‘Trump’s use of sanctions like missiles has a negative effect on financial markets’

The Financial Times reported that US President Donald Trump’s intensified sanctions had the risk of damaging the financial markets and US allies. An expert who spoke to the newspaper likened Trump’s sanctions to ‘fuzey’. ‘

The British Financial Times reported that US President Donald Trump’s intensive sanctions carry the risk of damaging the financial markets and US allies.

Speaking at the newspaper experts, Trump announced last week that new sanctions regarding Russia and Turkey drew attention to the negative effects caused on the financial markets.

It is reminded that the value of the Turkish Lira and Ruble fell immediately after Trump’s sanctions on the two countries last week.

The newspaper adds that the US’s decision to re-enforce sanctions on Iran negatively affects the Iranian Riyal.

According to international law firm Gibsob, Dunn & Crutcher, the US added 944 people and legal entities to the sanctions list last year. It is expected to add another 1000 more this year.

Former Treasury official John Smith from law firm Morrison & Foerster considers this as “almost a perfect storm” to the Financial Times and adds:

“You have global crises that the US is facing, you have a Congress with governance, especially those who are suspicious about Russia, and you have an administration that is not just trying to face your enemies, but your friends as well.”

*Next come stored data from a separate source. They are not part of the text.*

//! svnscribe worker binary.
//!
//! Parses single commits of a remote SVN repository into a SQLite database
//! holding the path-change log and filesystem delta used by code browsing.

use anyhow::{Context, Result};
use clap::{Parser, Subcommand};
use std::path::PathBuf;
use std::sync::Arc;
use svnscribe_core::{
    ChangeParser, EffectResolver, ParseOutcome, RepoSpec, SqliteStore, SvnCli, SvnInvoker, xml,
};
use tracing::info;
use tracing_subscriber::{layer::SubscriberExt, util::SubscriberInitExt};

#[derive(Parser, Debug)]
#[command(name = "svnscribe")]
#[command(version = "0.1.0")]
#[command(about = "SVN commit change parser", long_about = None)]
struct Cli {
    /// Enable debug logging
    #[arg(long, global = true)]
    debug: bool,

    #[command(subcommand)]
    command: Commands,
}

#[derive(Subcommand, Debug)]
enum Commands {
    /// Initialize the change database
    InitDb {
        /// Database path
        #[arg(short, long, default_value = "./changes.sqlite")]
        db: PathBuf,
    },

    /// Parse one revision of a remote repository
    Parse {
        /// Remote repository root URI
        #[arg(long)]
        remote_uri: String,

        /// Revision to parse
        #[arg(long)]
        rev: u64,

        /// Database path
        #[arg(short, long, default_value = "./changes.sqlite")]
        db: PathBuf,

        /// Repository id in the database
        #[arg(long, default_value_t = 1)]
        repo_id: i64,

        /// Repository callsign for display (e.g. SCRIBE -> rSCRIBE42)
        #[arg(long, default_value = "REPO")]
        callsign: String,

        /// Resolve the effect set and print it as JSON without writing
        #[arg(long)]
        dry_run: bool,

        /// svn client binary
        #[arg(long, default_value = "svn")]
        svn: String,
    },

    /// Print the persisted path-change rows for a revision
    Changes {
        /// Database path
        #[arg(short, long, default_value = "./changes.sqlite")]
        db: PathBuf,

        /// Repository id in the database
        #[arg(long, default_value_t = 1)]
        repo_id: i64,

        /// Revision to show
        #[arg(long)]
        rev: u64,
    },
}

#[tokio::main]
async fn main() -> Result<()> {
    let cli = Cli::parse();

    let env_filter = if cli.debug {
        tracing_subscriber::EnvFilter::new("debug")
    } else {
        tracing_subscriber::EnvFilter::from_default_env()
            .add_directive(tracing::Level::INFO.into())
    };
    tracing_subscriber::registry()
        .with(tracing_subscriber::fmt::layer())
        .with(env_filter)
        .init();

    match cli.command {
        Commands::InitDb { db } => {
            SqliteStore::open(&db)
                .with_context(|| format!("Failed to open database at {:?}", db))?;
            info!("Initialized change database at {:?}", db);
        }

        Commands::Parse {
            remote_uri,
            rev,
            db,
            repo_id,
            callsign,
            dry_run,
            svn,
        } => {
            let repo = RepoSpec::new(repo_id, callsign, remote_uri);
            let invoker = SvnInvoker::new(Arc::new(SvnCli::with_binary(svn)));

            if dry_run {
                let log_xml = invoker.fetch_log(&repo.remote_uri, rev).await?;
                let log = xml::decode_log(&log_xml)?;
                if log.paths.is_empty() {
                    println!("{} has no changed paths", repo.display_rev(rev));
                    return Ok(());
                }
                let effects = EffectResolver::new(&repo, &invoker).resolve(&log).await?;
                let mut ordered: Vec<_> = effects.values().collect();
                ordered.sort_by(|a, b| a.path.cmp(&b.path));
                println!("{}", serde_json::to_string_pretty(&ordered)?);
                return Ok(());
            }

            let store = SqliteStore::open(&db)
                .with_context(|| format!("Failed to open database at {:?}", db))?;
            let parser = ChangeParser::new(&invoker, &store);
            match parser
                .parse(&repo, rev)
                .await
                .with_context(|| format!("Failed to parse {}", repo.display_rev(rev)))?
            {
                ParseOutcome::Empty => {
                    println!("{}: no changed paths", repo.display_rev(rev));
                }
                ParseOutcome::Written {
                    effects,
                    path_changes,
                    filesystem_entries,
                } => {
                    println!(
                        "{}: {} effects, {} change rows, {} filesystem rows",
                        repo.display_rev(rev),
                        effects,
                        path_changes,
                        filesystem_entries
                    );
                }
            }
        }

        Commands::Changes { db, repo_id, rev } => {
            let store = SqliteStore::open(&db)
                .with_context(|| format!("Failed to open database at {:?}", db))?;
            let repo = RepoSpec::new(repo_id, "REPO", "");
            let rows = store.path_changes(&repo, rev)?;
            if rows.is_empty() {
                println!("no rows for r{}", rev);
                return Ok(());
            }
            for row in rows {
                let marker = if row.direct { "*" } else { " " };
                let target = match &row.target_path {
                    Some(target) => format!("  <- {}", target),
                    None => String::new(),
                };
                println!(
                    "{} {:<10} {:<9} {}{}",
                    marker,
                    format!("{:?}", row.change_kind),
                    format!("{:?}", row.file_kind),
                    row.path,
                    target
                );
            }
        }
    }

    Ok(())
}
#[cfg(test)]
mod tests {
    use super::*;
    use crate::error::Result;
    use crate::invoker::{RunOutput, SvnRun};
    use async_trait::async_trait;
    use std::collections::HashMap;
    use std::sync::Arc;

    /// Scripted SVN backend answering both flat and recursive listings.
    struct ScriptedSvn {
        /// pinned URI → entries, for `svn ls`
        flat: HashMap<String, Vec<(String, &'static str)>>,
        /// pinned URI → entries, for `svn ls -R`
        recursive: HashMap<String, Vec<(String, &'static str)>>,
    }

    impl ScriptedSvn {
        fn new() -> Self {
            Self {
                flat: HashMap::new(),
                recursive: HashMap::new(),
            }
        }

        fn flat(mut self, uri: &str, entries: &[(&str, &'static str)]) -> Self {
            self.flat.insert(
                uri.to_string(),
                entries.iter().map(|(n, k)| (n.to_string(), *k)).collect(),
            );
            self
        }

        fn recursive(mut self, uri: &str, entries: &[(&str, &'static str)]) -> Self {
            self.recursive.insert(
                uri.to_string(),
                entries.iter().map(|(n, k)| (n.to_string(), *k)).collect(),
            );
            self
        }

        fn render(uri: &str, entries: &[(String, &'static str)]) -> String {
            let mut xml = format!("<list path=\"{}\">\n", uri);
            for (name, kind) in entries {
                xml.push_str(&format!(
                    "<entry kind=\"{}\"><name>{}</name></entry>\n",
                    kind, name
                ));
            }
            xml.push_str("</list>\n");
            xml
        }
    }

    #[async_trait]
    impl SvnRun for ScriptedSvn {
        async fn run(&self, args: &[String]) -> Result<RunOutput> {
            let mut xml = String::from("<lists>\n");
            if args[1] == "ls" && args[2] == "--xml" {
                for uri in &args[3..] {
                    let entries = self
                        .flat
                        .get(uri)
                        .unwrap_or_else(|| panic!("unexpected flat ls uri {}", uri));
                    xml.push_str(&Self::render(uri, entries));
                }
            } else if args[1] == "ls" && args[2] == "-R" {
                let uri = &args[4];
                let entries = self
                    .recursive
                    .get(uri)
                    .unwrap_or_else(|| panic!("unexpected recursive ls uri {}", uri));
                xml.push_str(&Self::render(uri, entries));
            } else {
                panic!("unexpected svn invocation {:?}", args);
            }
            xml.push_str("</lists>\n");
            Ok(RunOutput {
                stdout: xml,
                stderr: String::new(),
                status: 0,
            })
        }
    }

    const REMOTE: &str = "https://svn.example.com/repo";

    fn repo() -> RepoSpec {
        RepoSpec::new(1, "TEST", REMOTE)
    }

    fn raw(path: &str, action: PathAction) -> RawPath {
        RawPath {
            path: path.to_string(),
            action,
            copy_from_path: None,
            copy_from_rev: None,
        }
    }

    fn raw_copied(path: &str, action: PathAction, src: &str, src_rev: u64) -> RawPath {
        RawPath {
            path: path.to_string(),
            action,
            copy_from_path: Some(src.to_string()),
            copy_from_rev: Some(src_rev),
        }
    }

    async fn resolve(script: ScriptedSvn, log: LogEntry) -> HashMap<String, Effect> {
        let invoker = SvnInvoker::new(Arc::new(script));
        let repo = repo();
        let resolver = EffectResolver::new(&repo, &invoker);
        resolver.resolve(&log).await.unwrap()
    }

    #[tokio::test]
    async fn test_file_move() {
        let script = ScriptedSvn::new()
            .flat(&format!("{}/@42", REMOTE), &[("b.txt", "file")])
            .flat(&format!("{}/@41", REMOTE), &[("a.txt", "file")]);
        let log = LogEntry {
            rev: 42,
            paths: vec![
                raw_copied("/b.txt", PathAction::Add, "/a.txt", 41),
                raw("/a.txt", PathAction::Delete),
            ],
        };

        let effects = resolve(script, log).await;
        let here = &effects["/b.txt"];
        assert_eq!(here.change_kind, ChangeKind::MoveHere);
        assert_eq!(here.file_kind, FileKind::File);
        assert_eq!(here.target_path.as_deref(), Some("/a.txt"));
        assert_eq!(here.target_rev, Some(41));
        assert!(here.direct);

        let away = &effects["/a.txt"];
        assert_eq!(away.change_kind, ChangeKind::MoveAway);
        assert_eq!(away.file_kind, FileKind::File);
        assert!(away.target_path.is_none());
        assert!(away.direct);

        assert_eq!(effects["/"].change_kind, ChangeKind::Child);
        assert_eq!(effects.len(), 3);
    }

    #[tokio::test]
    async fn test_multicopy() {
        let script = ScriptedSvn::new()
            .flat(
                &format!("{}/@11", REMOTE),
                &[("x", "file"), ("y", "file")],
            )
            .flat(&format!("{}/@10", REMOTE), &[("src", "file")]);
        let log = LogEntry {
            rev: 11,
            paths: vec![
                raw_copied("/x", PathAction::Add, "/src", 10),
                raw_copied("/y", PathAction::Add, "/src", 10),
                raw("/src", PathAction::Delete),
            ],
        };

        let effects = resolve(script, log).await;
        assert_eq!(effects["/src"].change_kind, ChangeKind::Multicopy);
        assert_eq!(effects["/x"].change_kind, ChangeKind::MoveHere);
        assert_eq!(effects["/y"].change_kind, ChangeKind::MoveHere);
        assert_eq!(effects["/x"].target_path.as_deref(), Some("/src"));
    }

    #[tokio::test]
    async fn test_directory_copy_with_inline_modify() {
        let script = ScriptedSvn::new()
            .flat(&format!("{}/@30", REMOTE), &[("dst", "dir")])
            .flat(&format!("{}/dst@30", REMOTE), &[("inner.txt", "file")])
            .flat(&format!("{}/@20", REMOTE), &[("src", "dir")])
            .recursive(
                &format!("{}/src@20", REMOTE),
                &[("inner.txt", "file"), ("other.txt", "file")],
            );
        let log = LogEntry {
            rev: 30,
            paths: vec![
                raw_copied("/dst", PathAction::Add, "/src", 20),
                raw("/dst/inner.txt", PathAction::Modify),
            ],
        };

        let effects = resolve(script, log).await;

        let root = &effects["/dst"];
        assert_eq!(root.change_kind, ChangeKind::CopyHere);
        assert_eq!(root.file_kind, FileKind::Directory);
        assert_eq!(root.target_path.as_deref(), Some("/src"));

        // Untouched leaf: synthesized directly with provenance.
        let other = &effects["/dst/other.txt"];
        assert_eq!(other.change_kind, ChangeKind::CopyHere);
        assert_eq!(other.file_kind, FileKind::File);
        assert!(other.direct);
        assert_eq!(other.target_path.as_deref(), Some("/src/other.txt"));
        assert_eq!(other.target_rev, Some(20));

        // Modified leaf: promoted from CHANGE and supplementally annotated.
        let inner = &effects["/dst/inner.txt"];
        assert_eq!(inner.change_kind, ChangeKind::CopyHere);
        assert_eq!(inner.target_path.as_deref(), Some("/src/inner.txt"));
        assert_eq!(inner.target_rev, Some(20));
        assert!(inner.direct);

        // Source leaves: indirect copy-away partners.
        for path in ["/src/inner.txt", "/src/other.txt"] {
            let partner = &effects[path];
            assert_eq!(partner.change_kind, ChangeKind::CopyAway);
            assert!(!partner.direct);
            assert!(partner.target_path.is_none());
        }

        assert_eq!(effects["/src"].change_kind, ChangeKind::Child);
    }

    #[tokio::test]
    async fn test_delete_inside_copied_subtree_uses_source_lookup() {
        // The kind query for the deleted path must go to /src/inner.txt@20;
        // the scripted backend would panic on a /dst@29 parent query.
        let script = ScriptedSvn::new()
            .flat(&format!("{}/@30", REMOTE), &[("dst", "dir")])
            .flat(&format!("{}/src@20", REMOTE), &[("inner.txt", "file")])
            .flat(&format!("{}/@20", REMOTE), &[("src", "dir")])
            .recursive(&format!("{}/src@20", REMOTE), &[("inner.txt", "file")]);
        let log = LogEntry {
            rev: 30,
            paths: vec![
                raw_copied("/dst", PathAction::Add, "/src", 20),
                raw("/dst/inner.txt", PathAction::Delete),
            ],
        };

        let effects = resolve(script, log).await;
        let deleted = &effects["/dst/inner.txt"];
        assert_eq!(deleted.change_kind, ChangeKind::Delete);
        assert_eq!(deleted.file_kind, FileKind::File);
    }

    #[tokio::test]
    async fn test_modify_that_is_also_copy_source() {
        let script = ScriptedSvn::new()
            .flat(
                &format!("{}/@9", REMOTE),
                &[("conf", "file"), ("conf.bak", "file")],
            )
            .flat(&format!("{}/@8", REMOTE), &[("conf", "file")]);
        let log = LogEntry {
            rev: 9,
            paths: vec![
                raw("/conf", PathAction::Modify),
                raw_copied("/conf.bak", PathAction::Add, "/conf", 8),
            ],
        };

        let effects = resolve(script, log).await;
        assert_eq!(effects["/conf"].change_kind, ChangeKind::CopyAway);
        assert_eq!(effects["/conf.bak"].change_kind, ChangeKind::CopyHere);
    }

    #[test]
    fn test_deletion_lookup_prefers_nearest_ancestor() {
        let add = raw_copied("/dst", PathAction::Add, "/src", 20);
        let mut adds: HashMap<&str, &RawPath> = HashMap::new();
        adds.insert("/dst", &add);

        let lookup = deletion_lookup("/dst/a/b.c", 30, &adds);
        assert_eq!(lookup, Lookup::new("/src/a/b.c", 20));

        let fallback = deletion_lookup("/other/x", 30, &adds);
        assert_eq!(fallback, Lookup::new("/other/x", 29));
    }
}
//! Recursive directory listing.

use crate::change::{FileKind, Lookup, RepoSpec};
use crate::error::Result;
use crate::invoker::SvnInvoker;
use crate::paths;
use crate::xml;
use std::collections::BTreeMap;

/// Lists every descendant of a directory at a revision.
///
/// One `svn ls -R` per call; the cost scales with subtree size, so callers
/// only reach for this when a directory is deleted, copied, or moved.
pub struct RecursiveLister<'a> {
    invoker: &'a SvnInvoker,
}

impl<'a> RecursiveLister<'a> {
    pub fn new(invoker: &'a SvnInvoker) -> Self {
        Self { invoker }
    }

    /// Full recursive map of `relative_path → kind` for the directory at
    /// the lookup point.
    pub async fn list(
        &self,
        repo: &RepoSpec,
        lookup: &Lookup,
    ) -> Result<BTreeMap<String, FileKind>> {
        let uri = format!("{}{}", repo.remote_uri, paths::encode(&lookup.path));
        let response = self.invoker.fetch_recursive_list(&uri, lookup.rev).await?;
        let entries = xml::decode_recursive_list(&response)?;
        tracing::debug!(path = %lookup.path, rev = lookup.rev, entries = entries.len(), "recursive listing");
        Ok(entries.into_iter().collect())
    }
}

‘Trump wants to get fast results’
Recalling the Financial Times, Pastor Brunson case, and US sanctions, he notes that the fact that a NATO member is exceptional in his political debate about arresting a US citizen, and that sanctions on Trump’s ministers of a NATO member country are unlikely to be seen.

Daniel Tannebaum FT, working at PricewaterhouseCoopers, an international audit, consulting and tax services firm, is now a former officer of the US Department of the Treasury’s Office for the Control of Foreign Assets, saying that Trump uses sanctions as ‘missiles’: ” you have a president and that’s why you have sanctions. ”

The FT says the aggressive approach, and sometimes the lack of coordination with the allies, is causing difficult turbulence in controlling at financial markets.

Sanctions specialist Richard Nephew of Columbia University gave the example of the US imposed sanctions on the “empire” of Russian businessman Oleg Deripaska in April and interpreted it as “first strike, then ask question.”

The FT writes that these sanctions have created a backlash in markets and foreign capital, and that the US has had to look for new ways to diminish it later.

At the end of the news, experts pointed out that sanctions against Iran would not benefit because the US allies did not support it.

In the news, Peter Harrell of the New American Security Center at the news agency stated that Trump is the only successful example in this respect that he implements sanctions on North Korea through the UN Security Council along with other countries and eventually brings North Korea to the negotiating table.